BEGIN DATA PROVIDED

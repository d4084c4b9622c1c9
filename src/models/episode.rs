use std::collections::BTreeMap;
use std::fmt;

use serde::{Deserialize, Serialize};

use super::SubjectId;

/// Episode category as encoded by Bangumi.
#[derive(Debug, Clone, Copy, PartialEq, Eq, Hash, Serialize, Deserialize)]
#[serde(from = "u8", into = "u8")]
pub enum EpisodeType {
    Main,
    Special,
    Opening,
    Ending,
    Preview,
    Other,
    /// Codes the client does not know yet; kept so nothing is lost on re-serialize.
    Unknown(u8),
}

impl From<u8> for EpisodeType {
    fn from(code: u8) -> Self {
        match code {
            0 => Self::Main,
            1 => Self::Special,
            2 => Self::Opening,
            3 => Self::Ending,
            4 => Self::Preview,
            6 => Self::Other,
            other => Self::Unknown(other),
        }
    }
}

impl From<EpisodeType> for u8 {
    fn from(kind: EpisodeType) -> Self {
        match kind {
            EpisodeType::Main => 0,
            EpisodeType::Special => 1,
            EpisodeType::Opening => 2,
            EpisodeType::Ending => 3,
            EpisodeType::Preview => 4,
            EpisodeType::Other => 6,
            EpisodeType::Unknown(code) => code,
        }
    }
}

impl Default for EpisodeType {
    fn default() -> Self {
        Self::Main
    }
}

impl fmt::Display for EpisodeType {
    fn fmt(&self, f: &mut fmt::Formatter<'_>) -> fmt::Result {
        match self {
            Self::Main => write!(f, "Main"),
            Self::Special => write!(f, "SP"),
            Self::Opening => write!(f, "OP"),
            Self::Ending => write!(f, "ED"),
            Self::Preview => write!(f, "PV"),
            Self::Other => write!(f, "Other"),
            Self::Unknown(code) => write!(f, "Type {code}"),
        }
    }
}

#[derive(Debug, Clone, Default, PartialEq, Serialize, Deserialize)]
#[serde(default)]
pub struct Episode {
    pub id: u64,
    #[serde(rename = "type")]
    pub kind: EpisodeType,
    pub name: String,
    pub name_cn: String,
    pub sort: f64,
    pub ep: Option<f64>,
    pub airdate: Option<String>,
    pub duration: String,
    pub duration_seconds: Option<u32>,
    pub comment: u32,
    pub desc: String,
    pub disc: u32,
}

impl Episode {
    /// Key used by the availability map for this episode.
    #[must_use]
    pub fn availability_key(&self) -> String {
        let number = self.ep.unwrap_or(self.sort);
        if number.fract() == 0.0 {
            format!("{}", number as i64)
        } else {
            format!("{number}")
        }
    }
}

#[derive(Debug, Clone, Default, PartialEq, Serialize, Deserialize)]
#[serde(default)]
pub struct EpisodePage {
    pub data: Vec<Episode>,
    pub total: u32,
    pub limit: u32,
    pub offset: u32,
}

#[derive(Debug, Clone, Copy, Default, PartialEq, Eq, Serialize, Deserialize)]
#[serde(default)]
pub struct EpisodeAvailability {
    pub available: bool,
    pub resource_count: u32,
}

#[derive(Debug, Clone, Default, PartialEq, Eq, Serialize, Deserialize)]
#[serde(default)]
pub struct Availability {
    pub bangumi_id: SubjectId,
    pub episodes: BTreeMap<String, EpisodeAvailability>,
}

impl Availability {
    #[must_use]
    pub fn has_resource(&self) -> bool {
        self.episodes.values().any(|ep| ep.available)
    }

    #[must_use]
    pub fn for_episode(&self, episode: &Episode) -> Option<EpisodeAvailability> {
        self.episodes.get(&episode.availability_key()).copied()
    }
}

END DATA PROVIDED

*YOUR OBJECTIVE:* Copy out the lines above that hold the string "impl".

*RESPONSE FOR THIS EXERCISE:*
impl From<u8> for EpisodeType {
impl From<EpisodeType> for u8 {
impl Default for EpisodeType {
impl fmt::Display for EpisodeType {
impl Episode {
impl Availability {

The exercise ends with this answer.